14 Dit betekent dat Jezus, de Zoon van God, onze grote hogepriester is, die naar de hemel is gegaan om ons te helpen. Daarom moeten wij geen ogenblik aan Hem twijfelen. 15 Deze hogepriester begrijpt onze zwakheden, omdat Hij dezelfde verleidingen heeft gekend als wij, maar Hij heeft er geen ogenblik aan toegegeven, Hij heeft nooit gezondigd. 16 Laten wij daarom vrijmoedig naar de troon van God gaan om van Hem genade te ontvangen, om hulp te krijgen, juist in die ogenblikken dat wij het moeilijk hebben.

Por eso, mientras todavía contamos con la promesa de entrar en ese reposo de Dios, debemos tener cuidado, no sea que alguno de ustedes no lo logre. Porque nosotros recibimos el anuncio de la buena noticia, lo mismo que ellos; pero a ellos no les sirvió de nada el oírlo, porque no se unieron por la fe con los que habían obedecido al mensaje. Pero nosotros, que hemos creído, entraremos en ese reposo, del cual Dios ha dicho:

«Por eso juré en mi furor
que no entrarían en el lugar de mi reposo.»
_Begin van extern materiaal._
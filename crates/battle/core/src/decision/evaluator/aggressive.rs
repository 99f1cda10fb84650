//! Aggressive evaluator: closes distance and commits to attacks.
//!
//! Only attacks, movement and retreat are re-scored; everything else is
//! delegated to [`DefaultEvaluator`]. The critical-health emergency retreat is
//! kept so a dying agent still disengages.

use crate::action::ActionKind;
use crate::decision::{ActionEvaluator, ActionScore, DecisionContext, DefaultEvaluator, Priority};

#[derive(Clone, Copy, Debug, PartialEq)]
pub struct AggressiveEvaluator {
    base: DefaultEvaluator,
}

impl AggressiveEvaluator {
    pub fn new(critical_health: f32) -> Self {
        Self {
            base: DefaultEvaluator::new(critical_health),
        }
    }
}

impl Default for AggressiveEvaluator {
    fn default() -> Self {
        Self {
            base: DefaultEvaluator::default(),
        }
    }
}

impl ActionEvaluator for AggressiveEvaluator {
    fn name(&self) -> &'static str {
        "aggressive"
    }

    fn evaluate(&self, kind: ActionKind, ctx: &DecisionContext) -> Option<ActionScore> {
        let stats = &ctx.agent().stats;
        let distance = ctx.distance_to_nearest_enemy();

        let score = match kind {
            ActionKind::AttackMelee => match distance {
                Some(d) if d <= stats.melee_range => ActionScore::new(
                    kind,
                    0.9 + ctx.health_fraction() * 0.1,
                    Priority::High,
                    0.9,
                    "enemy in reach",
                ),
                _ => return self.base.evaluate(kind, ctx),
            },
            ActionKind::AttackRanged => match distance {
                Some(d) if d <= stats.attack_range => ActionScore::new(
                    kind,
                    0.75,
                    Priority::High,
                    0.75,
                    "enemy in sight",
                ),
                _ => return self.base.evaluate(kind, ctx),
            },
            ActionKind::Move => match distance {
                Some(d) if d > stats.melee_range => {
                    ActionScore::new(kind, 0.8, Priority::High, 0.8, "charge")
                }
                _ => return self.base.evaluate(kind, ctx),
            },
            ActionKind::Retreat if !self.base.is_critical(ctx) => {
                ActionScore::new(kind, 0.05, Priority::Low, 0.9, "never retreat while healthy")
            }
            _ => return self.base.evaluate(kind, ctx),
        };
        Some(score)
    }
}

#[cfg(test)]
mod tests {
    use super::*;
    use crate::config::DecisionConfig;
    use crate::decision::build_context;
    use crate::state::{AgentId, AgentSnapshot, AgentState, AgentStats, BattlefieldBounds, TeamId, Vec2};

    fn snap(id: u32, team: u32, x: f32, health: f32) -> AgentSnapshot {
        AgentState::new(
            AgentId(id),
            Some(TeamId(team)),
            Vec2::new(x, 0.0),
            AgentStats::default(),
        )
        .with_health(health)
        .snapshot()
    }

    fn best(agent: &AgentSnapshot, visible: &[AgentSnapshot]) -> ActionScore {
        let ctx = build_context(
            agent,
            visible,
            &BattlefieldBounds::default(),
            &DecisionConfig::default(),
        )
        .unwrap();
        let mut best: Option<ActionScore> = None;
        for score in AggressiveEvaluator::default().evaluate_all(&ctx) {
            if best
                .as_ref()
                .is_none_or(|b| score.weighted_score() > b.weighted_score())
            {
                best = Some(score);
            }
        }
        best.unwrap()
    }

    #[test]
    fn charges_when_outnumbered_but_healthy() {
        let top = best(
            &snap(1, 1, 0.0, 90.0),
            &[snap(2, 2, 140.0, 100.0), snap(3, 2, -140.0, 100.0)],
        );
        assert_eq!(top.kind, ActionKind::Move);
    }

    #[test]
    fn still_retreats_at_critical_health() {
        let top = best(&snap(1, 1, 0.0, 10.0), &[snap(2, 2, 20.0, 100.0)]);
        assert_eq!(top.kind, ActionKind::Retreat);
        assert_eq!(top.priority, Priority::Emergency);
    }
}
//! Environment services consumed by execution.

mod rng;

pub use rng::{PcgRng, RngOracle, compute_seed};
Sin embargo, Dios había terminado su trabajo desde que creó el mundo; pues en alguna parte de las Escrituras se dice del séptimo día:

«Dios reposó de todo su trabajo el séptimo día.»

Y otra vez se dice en las Escrituras:

«No entrarán en mi reposo.»

Pero todavía falta que algunos entren en ese lugar de reposo, ya que, por haber desobedecido, no entraron los que primero recibieron el anuncio. Por eso, Dios ha vuelto a señalar un día, un nuevo «hoy», y lo ha hecho hablándonos por medio de lo que, mucho tiempo después, David dijo en la Escritura ya mencionada:

«Si hoy escuchan ustedes lo que Dios dice,
no endurezcan su corazón.»

Porque si Josué les hubiera dado reposo a los israelitas, Dios no habría hablado de otro día. De manera que todavía queda un reposo sagrado para el pueblo de Dios; 10 porque el que entra en ese reposo de Dios, reposa de su trabajo, así como Dios reposó del suyo. 11 Debemos, pues, esforzarnos por entrar en ese reposo, para que nadie siga el ejemplo de aquellos que no creyeron.
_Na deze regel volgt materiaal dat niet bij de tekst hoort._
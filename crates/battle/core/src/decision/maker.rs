//! Decision orchestration: context → evaluate → filter → rank → record.

use crate::action::{Action, ActionKind};
use crate::config::DecisionConfig;
use crate::decision::{
    ActionEvaluator, ActionScore, DecisionContext, DecisionHistory, DefaultEvaluator,
    EvaluatorKind, FeasibilityValidator, Priority, build_context, planner,
};
use crate::state::{AgentSnapshot, BattlefieldBounds};

/// Reasoning attached to every substituted fallback decision.
pub const FALLBACK_REASONING: &str = "fallback: no legal action available";

/// The outcome of one [`DecisionMaker::decide`] call.
#[derive(Clone, Debug, PartialEq)]
pub struct Decision {
    pub action: Action,
    pub score: ActionScore,
    /// True when no legal action existed and the configured default was substituted.
    pub fallback: bool,
}

/// Per-agent decision maker owning its evaluator and history.
///
/// # Tie-break
///
/// Candidates are ranked by [`ActionScore::weighted_score`] with a strict
/// comparison, visited in [`ActionKind`] declaration order. On equal weighted
/// scores the earlier-declared action wins, so identical inputs always yield
/// the identical action.
#[derive(Debug)]
pub struct DecisionMaker {
    config: DecisionConfig,
    evaluator: Box<dyn ActionEvaluator>,
    validator: FeasibilityValidator,
    history: DecisionHistory,
}

impl DecisionMaker {
    pub fn new(config: DecisionConfig, evaluator: Box<dyn ActionEvaluator>) -> Self {
        let history = DecisionHistory::new(config.history_capacity, config.history_compaction);
        Self {
            config,
            evaluator,
            validator: FeasibilityValidator::new(),
            history,
        }
    }

    pub fn with_kind(kind: EvaluatorKind, config: DecisionConfig) -> Self {
        let evaluator = kind.build(&config);
        Self::new(config, evaluator)
    }

    pub fn config(&self) -> &DecisionConfig {
        &self.config
    }

    pub fn evaluator(&self) -> &dyn ActionEvaluator {
        self.evaluator.as_ref()
    }

    pub fn history(&self) -> &DecisionHistory {
        &self.history
    }

    /// Builds a context with this maker's configuration.
    pub fn context(
        &self,
        agent: &AgentSnapshot,
        visible: &[AgentSnapshot],
        bounds: &BattlefieldBounds,
    ) -> Result<DecisionContext, crate::error::ContextError> {
        build_context(agent, visible, bounds, &self.config)
    }

    /// Picks the best legal action for `agent`. Never fails: when nothing is
    /// legal (or the context cannot be built) the configured fallback is
    /// returned with [`Decision::fallback`] set.
    pub fn decide(
        &mut self,
        agent: &AgentSnapshot,
        visible: &[AgentSnapshot],
        bounds: &BattlefieldBounds,
    ) -> Decision {
        let decision = match self.context(agent, visible, bounds) {
            Ok(ctx) => self.select(agent, &ctx),
            Err(e) => {
                if agent.alive {
                    tracing::error!(agent = %agent.id, error = %e, "cannot build decision context");
                } else {
                    tracing::debug!(agent = %agent.id, "agent is dead, substituting fallback");
                }
                self.fallback(agent, None)
            }
        };

        self.history
            .push(decision.action, decision.score.clone(), decision.fallback);
        decision
    }

    fn select(&self, agent: &AgentSnapshot, ctx: &DecisionContext) -> Decision {
        let scores = self.evaluator.evaluate_all(ctx);
        for score in &scores {
            tracing::debug!(agent = %agent.id, "  {score}");
        }

        let planned: Vec<Action> = ActionKind::all()
            .filter_map(|kind| planner::plan(kind, ctx))
            .collect();
        let legal = self.validator.filter(&planned, agent, ctx);

        let mut best: Option<(Action, &ActionScore)> = None;
        for action in legal {
            let score = &scores[action.kind().index()];
            if best.is_none_or(|(_, b)| score.weighted_score() > b.weighted_score()) {
                best = Some((action, score));
            }
        }

        match best {
            Some((action, score)) => {
                tracing::debug!(
                    agent = %agent.id,
                    action = %action,
                    score = score.weighted_score(),
                    evaluator = self.evaluator.name(),
                    "selected action"
                );
                Decision {
                    action,
                    score: score.clone(),
                    fallback: false,
                }
            }
            None => self.fallback(agent, Some(ctx)),
        }
    }

    fn fallback(&self, agent: &AgentSnapshot, ctx: Option<&DecisionContext>) -> Decision {
        let kind = self.config.fallback_action;
        let action = ctx
            .and_then(|ctx| planner::plan(kind, ctx))
            .unwrap_or_else(|| static_fallback(kind, agent));
        tracing::warn!(agent = %agent.id, action = %action, "no legal action, using fallback");
        Decision {
            action,
            score: ActionScore::new(
                action.kind(),
                0.0,
                Priority::Minimal,
                1.0,
                FALLBACK_REASONING,
            ),
            fallback: true,
        }
    }
}

impl Default for DecisionMaker {
    fn default() -> Self {
        let config = DecisionConfig::default();
        let evaluator = Box::new(DefaultEvaluator::new(config.critical_health));
        Self::new(config, evaluator)
    }
}

/// Fallback action that needs no context. Attacks have no context-free form
/// and degrade to defend.
fn static_fallback(kind: ActionKind, agent: &AgentSnapshot) -> Action {
    match kind {
        ActionKind::Move => Action::Move {
            destination: agent.position,
        },
        ActionKind::Dodge => Action::Dodge,
        ActionKind::Retreat => Action::Retreat { heading: None },
        ActionKind::UseSpecial => Action::UseSpecial {
            ability: agent.stats.special,
        },
        ActionKind::Cooperate => Action::Cooperate,
        ActionKind::Defend | ActionKind::AttackMelee | ActionKind::AttackRanged => Action::Defend,
    }
}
12 Porque la palabra de Dios tiene vida y poder. Es más cortante que cualquier espada de dos filos, y penetra hasta lo más profundo del alma y del espíritu, hasta lo más íntimo de la persona; y somete a juicio los pensamientos y las intenciones del corazón. 13 Nada de lo que Dios ha creado puede esconderse de él; todo está claramente expuesto ante aquel a quien tenemos que rendir cuentas.

Jesús, sacerdote compasivo

14 Jesús, el Hijo de Dios, es nuestro gran Sumo sacerdote que ha entrado en el cielo. Por eso debemos seguir firmes en la fe que profesamos. 15 Pues nuestro Sumo sacerdote puede compadecerse de nuestra debilidad, porque él también estuvo sometido a las mismas pruebas que nosotros; sólo que él jamás pecó. 16 Acerquémonos, pues, con confianza al trono de nuestro Dios amoroso, para que él tenga misericordia de nosotros y en su bondad nos ayude en la hora de necesidad.